Since there is no custom cluster state entry, for checking the indices under-going migration, the entire list of indices need to be traversed to find the in progress indices. However, this can be optimized by keeping in-memory metadata at the master node that needs to be re-computed on master switch or restart.

when is this accessed, at the time of migration status API or otherwise as well ?

Correct, this is accessed at the time of tiering status API.

jed326 commented 6 months ago

Focusing on the option 2:

No cluster state entry is kept for migrations, so there is some space we save on not keeping the custom cluster state

Do you have any idea what the magnitude of space saving here would be? New Index settings themselves are already in the cluster state so it seems like this would be pretty close to a net 0 change. Also the in-memory metadata you are proposing under the "Cons" section seems like it would basically cancel out any savings here.

Since there is no custom cluster state entry, for checking the indices under-going migration, the entire list of indices need to be traversed to find the in progress indices. However, this can be optimized by keeping in-memory metadata at the master node that needs to be re-computed on master switch or restart.

This might be too in the details for the purposes of this issue, but it seems to me that you would need some sort of process to constantly iterate over all of the indices in order to monitor the migration status (which I understand is basically what option 3 is describing). At a high level, how would you know if something is not working for one of your state transitions or how would handle state transition failures? For example if there is some sort of allocation decider issue preventing shard relocation then how would we handle that?

Aside from this, it would be really helpful to add some reasons for why option 2 is preferred since (at least for me) it's hard to understand the judgement call from just the list of pros/cons.

ankitkala commented 6 months ago

Thanks for the proposal @neetikasinghal I agree with approach 2 of using internal API calls for shard level update. Like you pointed out, it should be easier to track failures and setup retries with this approach.

Few question:

  • On master flips or failure or reboot of all master nodes, the accepted migration requests are not lost

How are we ensuring this with Option 2?

neetikasinghal commented 6 months ago

Focusing on the option 2:

No cluster state entry is kept for migrations, so there is some space we save on not keeping the custom cluster state

Do you have any idea what the magnitude of space saving here would be? New Index settings themselves are already in the cluster state so it seems like this would be pretty close to a net 0 change.
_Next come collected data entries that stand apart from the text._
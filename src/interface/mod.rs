pub mod prompts;
pub mod render;

pub use prompts::{prompt_conditions, prompt_ingredients, prompt_yes_no};
pub use render::{display_food_list, display_macro_balance, display_outcome, display_report};
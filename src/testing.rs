/*
 * @file testing.rs
 * @brief Test doubles for chat collaborators
 * @author Kevin Thomas
 * @date 2025
 *
 * MIT License
 *
 * Copyright (c) 2025 Kevin Thomas
 *
 * Permission is hereby granted, free of charge, to any person obtaining a copy
 * of this software and associated documentation files (the "Software"), to deal
 * in the Software without restriction, including without limitation the rights
 * to use, copy, modify, merge, publish, distribute, sublicense, and/or sell
 * copies of the Software, and to permit persons to whom the Software is
 * furnished to do so, subject to the following conditions:
 *
 * The above copyright notice and this permission notice shall be included in all
 * copies or substantial portions of the Software.
 *
 * THE SOFTWARE IS PROVIDED "AS IS", WITHOUT WARRANTY OF ANY KIND, EXPRESS OR
 * IMPLIED, INCLUDING BUT NOT LIMITED TO THE WARRANTIES OF MERCHANTABILITY,
 * FITNESS FOR A PARTICULAR PURPOSE AND NONINFRINGEMENT. IN NO EVENT SHALL THE
 * AUTHORS OR COPYRIGHT HOLDERS BE LIABLE FOR ANY CLAIM, DAMAGES OR OTHER
 * LIABILITY, WHETHER IN AN ACTION OF CONTRACT, TORT OR OTHERWISE, ARISING FROM,
 * OUT OF OR IN CONNECTION WITH THE SOFTWARE OR THE USE OR OTHER DEALINGS IN THE
 * SOFTWARE.
 */

//! Collaborator doubles shared by the session and interpreter tests.

use crate::generator::{GenerationError, Generator};
use crate::language::Language;
use crate::speech::{Recognition, SpeechRecognizer, SpeechSynthesizer, VoiceSettings};
use crate::translate::{Translator, TRANSLATION_ERROR_PREFIX};
use anyhow::Result;
use async_trait::async_trait;
use std::collections::VecDeque;
use std::sync::{Arc, Mutex};

/// Generator that always fails.
pub struct OfflineGenerator;

#[async_trait]
impl Generator for OfflineGenerator {
    async fn generate(&self, _question: &str) -> Result<String, GenerationError> {
        Err(GenerationError::Status(503))
    }
}

/// Generator that echoes a fixed reply.
pub struct FixedGenerator(pub &'static str);

#[async_trait]
impl Generator for FixedGenerator {
    async fn generate(&self, _question: &str) -> Result<String, GenerationError> {
        Ok(self.0.to_string())
    }
}

/// Translator that tags text with the target code, or fails for Korean.
pub struct TaggingTranslator;

#[async_trait]
impl Translator for TaggingTranslator {
    async fn translate(&self, text: &str, target: Language) -> String {
        if target == Language::Ko {
            return format!("{} service unavailable", TRANSLATION_ERROR_PREFIX);
        }
        format!("[{}] {}", target, text)
    }
}

/// Recognizer replaying a fixed script, then failing with "script exhausted".
pub struct ScriptedRecognizer {
    script: Mutex<VecDeque<Recognition>>,
}

impl ScriptedRecognizer {
    pub fn new(script: Vec<Recognition>) -> Self {
        Self {
            script: Mutex::new(script.into()),
        }
    }
}

#[async_trait]
impl SpeechRecognizer for ScriptedRecognizer {
    async fn recognize(&self, _language: Language) -> Recognition {
        self.script
            .lock()
            .unwrap()
            .pop_front()
            .unwrap_or(Recognition::Failed("script exhausted".to_string()))
    }
}

/// Synthesizer that records every utterance instead of playing it.
#[derive(Clone, Default)]
pub struct RecordingSynthesizer {
    spoken: Arc<Mutex<Vec<(String, VoiceSettings)>>>,
    fail: bool,
}

impl RecordingSynthesizer {
    pub fn failing() -> Self {
        Self {
            fail: true,
            ..Self::default()
        }
    }

    pub fn spoken(&self) -> Vec<(String, VoiceSettings)> {
        self.spoken.lock().unwrap().clone()
    }

    pub fn texts(&self) -> Vec<String> {
        self.spoken().into_iter().map(|(text, _)| text).collect()
    }
}

#[async_trait]
impl SpeechSynthesizer for RecordingSynthesizer {
    async fn speak(&self, text: &str, voice: &VoiceSettings) -> Result<()> {
        self.spoken.lock().unwrap().push((text.to_string(), *voice));
        if self.fail {
            anyhow::bail!("speaker unplugged");
        }
        Ok(())
    }
}
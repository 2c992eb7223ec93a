/*
 * @file greeting.rs
 * @brief Time-of-day greeting service
 * @author Kevin Thomas
 * @date 2025
 *
 * MIT License
 *
 * Copyright (c) 2025 Kevin Thomas
 *
 * Permission is hereby granted, free of charge, to any person obtaining a copy
 * of this software and associated documentation files (the "Software"), to deal
 * in the Software without restriction, including without limitation the rights
 * to use, copy, modify, merge, publish, distribute, sublicense, and/or sell
 * copies of the Software, and to permit persons to whom the Software is
 * furnished to do so, subject to the following conditions:
 *
 * The above copyright notice and this permission notice shall be included in all
 * copies or substantial portions of the Software.
 *
 * THE SOFTWARE IS PROVIDED "AS IS", WITHOUT WARRANTY OF ANY KIND, EXPRESS OR
 * IMPLIED, INCLUDING BUT NOT LIMITED TO THE WARRANTIES OF MERCHANTABILITY,
 * FITNESS FOR A PARTICULAR PURPOSE AND NONINFRINGEMENT. IN NO EVENT SHALL THE
 * AUTHORS OR COPYRIGHT HOLDERS BE LIABLE FOR ANY CLAIM, DAMAGES OR OTHER
 * LIABILITY, WHETHER IN AN ACTION OF CONTRACT, TORT OR OTHERWISE, ARISING FROM,
 * OUT OF OR IN CONNECTION WITH THE SOFTWARE OR THE USE OR OTHER DEALINGS IN THE
 * SOFTWARE.
 */

//! Time-of-day greetings.

use chrono::Timelike;

/// Inputs (canonical form) answered with a time-of-day greeting.
pub const GREETINGS: [&str; 5] = ["good morning", "good afternoon", "good evening", "hello", "hi"];

const MORNING: &str = "Good morning! How can I assist you?";
const AFTERNOON: &str = "Good afternoon! How can I assist you?";
const EVENING: &str = "Good evening! How can I assist you?";

/// Returns the greeting for the hour of `now`.
///
/// Morning covers 05:00-11:59, afternoon 12:00-17:59, evening the rest.
pub fn greet<T: Timelike>(now: &T) -> &'static str {
    match now.hour() {
        5..=11 => MORNING,
        12..=17 => AFTERNOON,
        _ => EVENING,
    }
}

/// True when the canonical input belongs to the greeting set.
pub fn is_greeting(canonical: &str) -> bool {
    GREETINGS.contains(&canonical)
}
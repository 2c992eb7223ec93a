/*
 * @file audio.rs
 * @brief Microphone capture, speaker playback and WAV conversion
 * @author Kevin Thomas
 * @date 2025
 *
 * MIT License
 *
 * Copyright (c) 2025 Kevin Thomas
 *
 * Permission is hereby granted, free of charge, to any person obtaining a copy
 * of this software and associated documentation files (the "Software"), to deal
 * in the Software without restriction, including without limitation the rights
 * to use, copy, modify, merge, publish, distribute, sublicense, and/or sell
 * copies of the Software, and to permit persons to whom the Software is
 * furnished to do so, subject to the following conditions:
 *
 * The above copyright notice and this permission notice shall be included in all
 * copies or substantial portions of the Software.
 *
 * THE SOFTWARE IS PROVIDED "AS IS", WITHOUT WARRANTY OF ANY KIND, EXPRESS OR
 * IMPLIED, INCLUDING BUT NOT LIMITED TO THE WARRANTIES OF MERCHANTABILITY,
 * FITNESS FOR A PARTICULAR PURPOSE AND NONINFRINGEMENT. IN NO EVENT SHALL THE
 * AUTHORS OR COPYRIGHT HOLDERS BE LIABLE FOR ANY CLAIM, DAMAGES OR OTHER
 * LIABILITY, WHETHER IN AN ACTION OF CONTRACT, TORT OR OTHERWISE, ARISING FROM,
 * OUT OF OR IN CONNECTION WITH THE SOFTWARE OR THE USE OR OTHER DEALINGS IN THE
 * SOFTWARE.
 */

//! Audio recording, WAV encoding and playback.
//!
//! This module handles microphone capture and speaker output using CPAL and
//! in-memory WAV conversion using hound.

use std::collections::VecDeque;
use std::io::Cursor;
use std::sync::{Arc, Mutex};
use std::time::Duration;

use anyhow::{anyhow, Context, Result};
use cpal::traits::{DeviceTrait, HostTrait, StreamTrait};
use cpal::{Device, Stream, StreamConfig, StreamError};
use hound::{WavReader, WavSpec, WavWriter};
use tracing::warn;

/// Sample rate for audio recording (16kHz).
///
/// Value is expressed in Hertz and matches the recognizer's short-audio format.
pub const SAMPLE_RATE: u32 = 16000;

/// Number of audio channels (mono).
const CHANNELS: u16 = 1;

/// Bits per sample for WAV encoding.
const BITS_PER_SAMPLE: u16 = 16;

/// Amount of time to capture audio for each utterance.
const RECORD_DURATION: Duration = Duration::from_secs(5);

/// Extra time kept open after playback so the device drains its buffer.
const PLAYBACK_TAIL: Duration = Duration::from_millis(250);

/// Minimum RMS amplitude considered speech.
///
/// Values much above ~300 miss normal speaking levels on some microphones.
const SILENCE_RMS_THRESHOLD: f32 = 150.0;

/// Decoded PCM audio with its sample rate.
#[derive(Clone, Debug, PartialEq, Eq)]
pub struct Pcm {
    pub samples: Vec<i16>,
    pub sample_rate: u32,
    pub channels: u16,
}

/// Records audio from the default input device for a fixed duration.
///
/// # Returns
/// A vector of 16-bit PCM audio samples.
///
/// # Errors
/// Returns an error if:
/// - No input device is available
/// - The audio stream cannot be created
/// - Recording fails
pub fn record_audio() -> Result<Vec<i16>> {
    let device = default_input_device()?;
    let config = stream_config(SAMPLE_RATE, CHANNELS);
    let samples = shared_samples();
    let stream = build_input_stream(&device, &config, samples.clone())?;
    stream.play()?;
    std::thread::sleep(RECORD_DURATION);
    drop(stream);
    let captured = samples
        .lock()
        .map_err(|_| anyhow!("Audio buffer poisoned"))?
        .clone();
    Ok(captured)
}

/// Plays PCM audio on the default output device, blocking until done.
///
/// # Errors
/// Returns an error if no output device exists or the stream cannot start.
pub fn play_audio(pcm: &Pcm) -> Result<()> {
    if pcm.samples.is_empty() {
        return Ok(());
    }
    let device = cpal::default_host()
        .default_output_device()
        .ok_or_else(|| anyhow!("No output device"))?;
    let config = stream_config(pcm.sample_rate, pcm.channels);
    let queue: Arc<Mutex<VecDeque<f32>>> = Arc::new(Mutex::new(
        pcm.samples.iter().map(|&s| s as f32 / i16::MAX as f32).collect(),
    ));
    let stream = build_output_stream(&device, &config, queue)?;
    stream.play()?;
    std::thread::sleep(playback_duration(pcm) + PLAYBACK_TAIL);
    drop(stream);
    Ok(())
}

/// Encodes mono 16 kHz samples as an in-memory WAV file.
///
/// # Errors
/// Returns an error if the WAV writer fails.
pub fn encode_wav(samples: &[i16]) -> Result<Vec<u8>> {
    let spec = WavSpec {
        channels: CHANNELS,
        sample_rate: SAMPLE_RATE,
        bits_per_sample: BITS_PER_SAMPLE,
        sample_format: hound::SampleFormat::Int,
    };
    let mut cursor = Cursor::new(Vec::new());
    {
        let mut writer = WavWriter::new(&mut cursor, spec)?;
        for &sample in samples {
            writer.write_sample(sample)?;
        }
        writer.finalize()?;
    }
    Ok(cursor.into_inner())
}

/// Decodes a 16-bit PCM WAV payload.
///
/// # Errors
/// Returns an error if the bytes are not a 16-bit integer WAV file.
pub fn decode_wav(bytes: &[u8]) -> Result<Pcm> {
    let reader = WavReader::new(Cursor::new(bytes)).context("Failed to open WAV data")?;
    let spec = reader.spec();
    if spec.sample_format != hound::SampleFormat::Int || spec.bits_per_sample != BITS_PER_SAMPLE {
        anyhow::bail!(
            "Unsupported WAV format: {:?} {} bits",
            spec.sample_format,
            spec.bits_per_sample
        );
    }
    let samples = reader
        .into_samples::<i16>()
        .collect::<Result<Vec<_>, _>>()
        .context("Failed to read WAV samples")?;
    Ok(Pcm {
        samples,
        sample_rate: spec.sample_rate,
        channels: spec.channels,
    })
}

/// Detects whether audio samples contain meaningful speech content.
///
/// # Details
/// Compares the root mean square energy of the signal against a threshold
/// so silent recordings never reach the recognizer.
pub fn contains_speech(samples: &[i16]) -> bool {
    if samples.is_empty() {
        return false;
    }
    let energy = samples
        .iter()
        .map(|sample| (*sample as f32).powi(2))
        .sum::<f32>()
        / samples.len() as f32;
    energy.sqrt() >= SILENCE_RMS_THRESHOLD
}

/// Computes how long `pcm` takes to play at its sample rate.
fn playback_duration(pcm: &Pcm) -> Duration {
    let frames = pcm.samples.len() as u64 / u64::from(pcm.channels.max(1));
    Duration::from_millis(frames * 1000 / u64::from(pcm.sample_rate.max(1)))
}

/// Returns the host's default microphone.
///
/// # Errors
/// Returns an error when no input device exists.
fn default_input_device() -> Result<Device> {
    cpal::default_host()
        .default_input_device()
        .ok_or_else(|| anyhow!("No input device"))
}

/// Builds a stream configuration with the default buffer size.
fn stream_config(sample_rate: u32, channels: u16) -> StreamConfig {
    StreamConfig {
        channels,
        sample_rate: cpal::SampleRate(sample_rate),
        buffer_size: cpal::BufferSize::Default,
    }
}

/// Creates an empty sample buffer shared with the capture callback.
fn shared_samples() -> Arc<Mutex<Vec<i16>>> {
    Arc::new(Mutex::new(Vec::new()))
}

/// Creates an input stream that appends captured frames to `samples`.
///
/// # Arguments
/// * `device` - Input device to capture from.
/// * `config` - Stream configuration.
/// * `samples` - Shared buffer receiving converted samples.
fn build_input_stream(
    device: &Device,
    config: &StreamConfig,
    samples: Arc<Mutex<Vec<i16>>>,
) -> Result<Stream> {
    device
        .build_input_stream(
            config,
            move |data: &[f32], _: &_| push_samples(&samples, data),
            log_stream_error,
            None,
        )
        .map_err(|err| anyhow!(err))
}

/// Creates an output stream that drains `queue` into the device.
fn build_output_stream(
    device: &Device,
    config: &StreamConfig,
    queue: Arc<Mutex<VecDeque<f32>>>,
) -> Result<Stream> {
    device
        .build_output_stream(
            config,
            move |data: &mut [f32], _: &_| pull_samples(&queue, data),
            log_stream_error,
            None,
        )
        .map_err(|err| anyhow!(err))
}

/// Converts floating-point frames into 16-bit PCM and appends them to the buffer.
fn push_samples(buffer: &Arc<Mutex<Vec<i16>>>, data: &[f32]) {
    if let Ok(mut guard) = buffer.lock() {
        guard.extend(data.iter().map(|&sample| (sample * i16::MAX as f32) as i16));
    }
}

/// Fills the output buffer from the queue, padding with silence.
fn pull_samples(queue: &Arc<Mutex<VecDeque<f32>>>, data: &mut [f32]) {
    let mut guard = match queue.lock() {
        Ok(guard) => guard,
        Err(_) => {
            data.fill(0.0);
            return;
        }
    };
    for frame in data.iter_mut() {
        *frame = guard.pop_front().unwrap_or(0.0);
    }
}

/// Logs asynchronous stream faults reported by CPAL.
fn log_stream_error(error: StreamError) {
    warn!(%error, "audio stream error");
}

#[cfg(test)]
mod tests {
    use super::*;

    #[test]
    fn stream_config_matches_request() {
        let config = stream_config(SAMPLE_RATE, CHANNELS);
        assert_eq!(config.channels, CHANNELS);
        assert_eq!(config.sample_rate.0, SAMPLE_RATE);
    }

    #[test]
    fn push_samples_converts_floats() {
        let samples = shared_samples();
        push_samples(&samples, &[0.0, 0.5, -1.0]);
        let guard = samples.lock().unwrap();
        assert_eq!(guard.len(), 3);
        assert_eq!(guard[0], 0);
        assert!(guard[1] > 0);
        assert!(guard[2] < 0);
    }

    #[test]
    fn pull_samples_pads_with_silence() {
        let queue = Arc::new(Mutex::new(VecDeque::from(vec![0.25, -0.25])));
        let mut out = [1.0_f32; 4];
        pull_samples(&queue, &mut out);
        assert_eq!(out, [0.25, -0.25, 0.0, 0.0]);
        assert!(queue.lock().unwrap().is_empty());
    }

    #[test]
    fn wav_encoding_decodes_back() {
        let samples = vec![0_i16, i16::MAX / 2, -i16::MAX / 2, 42];
        let bytes = encode_wav(&samples).expect("encode");
        assert_eq!(&bytes[..4], b"RIFF");
        let pcm = decode_wav(&bytes).expect("decode");
        assert_eq!(pcm.samples, samples);
        assert_eq!(pcm.sample_rate, SAMPLE_RATE);
        assert_eq!(pcm.channels, CHANNELS);
    }

    #[test]
    fn decode_rejects_garbage() {
        assert!(decode_wav(b"definitely not audio").is_err());
    }

    #[test]
    fn contains_speech_requires_energy() {
        assert!(!contains_speech(&[]));
        assert!(!contains_speech(&[0_i16; 1600]));
        assert!(contains_speech(&vec![i16::MAX / 2; 1600]));
    }

    #[test]
    fn playback_duration_follows_rate() {
        let pcm = Pcm {
            samples: vec![0; 8000],
            sample_rate: 16000,
            channels: 1,
        };
        assert_eq!(playback_duration(&pcm), Duration::from_millis(500));
    }
}
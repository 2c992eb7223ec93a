/*
 * @file lib.rs
 * @brief Carebot library root
 * @author Kevin Thomas
 * @date 2025
 *
 * MIT License
 *
 * Copyright (c) 2025 Kevin Thomas
 *
 * Permission is hereby granted, free of charge, to any person obtaining a copy
 * of this software and associated documentation files (the "Software"), to deal
 * in the Software without restriction, including without limitation the rights
 * to use, copy, modify, merge, publish, distribute, sublicense, and/or sell
 * copies of the Software, and to permit persons to whom the Software is
 * furnished to do so, subject to the following conditions:
 *
 * The above copyright notice and this permission notice shall be included in all
 * copies or substantial portions of the Software.
 *
 * THE SOFTWARE IS PROVIDED "AS IS", WITHOUT WARRANTY OF ANY KIND, EXPRESS OR
 * IMPLIED, INCLUDING BUT NOT LIMITED TO THE WARRANTIES OF MERCHANTABILITY,
 * FITNESS FOR A PARTICULAR PURPOSE AND NONINFRINGEMENT. IN NO EVENT SHALL THE
 * AUTHORS OR COPYRIGHT HOLDERS BE LIABLE FOR ANY CLAIM, DAMAGES OR OTHER
 * LIABILITY, WHETHER IN AN ACTION OF CONTRACT, TORT OR OTHERWISE, ARISING FROM,
 * OUT OF OR IN CONNECTION WITH THE SOFTWARE OR THE USE OR OTHER DEALINGS IN THE
 * SOFTWARE.
 */

//! Customer-care chatbot.
//!
//! Answers typed or spoken questions from a fixed FAQ table, falls back to
//! a local generative model, optionally translates the answer and speaks
//! it back in the chosen language:
//! - [`faq`] holds the canned question/answer table
//! - [`resolver`] picks the answer for one turn
//! - [`translate`] and [`speech`] wrap the cloud services
//! - [`session`] runs the interactive loop
//!
//! # Example
//! ```no_run
//! use anyhow::Result;
//! use carebot::config::{AppConfig, SpeechCredentials, CONFIG_PATH};
//! use std::path::Path;
//! use carebot::session;
//!
//! #[tokio::main]
//! async fn main() -> Result<()> {
//!     dotenv::dotenv().ok();
//!     let config = AppConfig::load(Path::new(CONFIG_PATH));
//!     session::run_chat_session(&config, Some(SpeechCredentials::from_env()?)).await
//! }
//! ```

pub mod audio;
pub mod config;
pub mod faq;
pub mod generator;
pub mod greeting;
pub mod interpreter;
pub mod language;
pub mod resolver;
pub mod session;
pub mod speech;
pub mod translate;

#[cfg(test)]
mod testing;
Also the in-memory metadata you are proposing under the "Cons" section seems like it would basically cancel out any savings here.

Storing the in progress entries in custom cluster state entry would also involve storing of index metadata like index name and index uuid at the minimum to be stored which is already present in the Index metadata and would be duplicated in the custom cluster state entry. This could mean some savings in the space for one node, however since the cluster state is replicated across all the nodes in the cluster, the savings would definitely be more. The storing of metadata is a suggestion for optimization and the metadata is kept only on the master node and not on all the nodes unlike cluster state update. In order to store the shard level metadata as well, the number of cluster state updates would definitely be more in custom cluster state entry as each shard level update would trigger a cluster state update compared to an update in the local metadata of the master node. Hope that answers your question.

Since there is no custom cluster state entry, for checking the indices under-going migration, the entire list of indices need to be traversed to find the in progress indices. However, this can be optimized by keeping in-memory metadata at the master node that needs to be re-computed on master switch or restart.

This might be too in the details for the purposes of this issue, but it seems to me that you would need some sort of process to constantly iterate over all of the indices in order to monitor the migration status (which I understand is basically what option 3 is describing). At a high level, how would you know if something is not working for one of your state transitions or how would handle state transition failures? For example if there is some sort of allocation decider issue preventing shard relocation then how would we handle that?

TieringService would have the logic to deal with all the scenarios. Let me explain from design 2's perspective - for non-dedicated setup, the TieringService is triggering an API to the composite directory for the shard level updates, so if there is any failure, the TieringService is aware of the failure and has the capability to deal with the failures either by a retry or marking tiering as failed. For the dedicated node setup, Tiering Service listens to the shard relocation completion notification from each of the shard. Tiering Service has the knowledge about all the shards for a given index. If there is, say one shard not able to complete the relocation, Tiering Service can figure out the reason of stuck relocation by calling the _cluster/allocation/explain for the stuck shard and give the reason in the status api output. Or, the other option is to keep the status as running shard relocation and customers need to call the cluster allocation explain api to find the reason of the stuck allocation. Thoughts?

Aside from this, it would be really helpful to add some reasons for why option 2 is preferred since (at least for me) it's hard to understand the judgement call from just the list of pros/cons.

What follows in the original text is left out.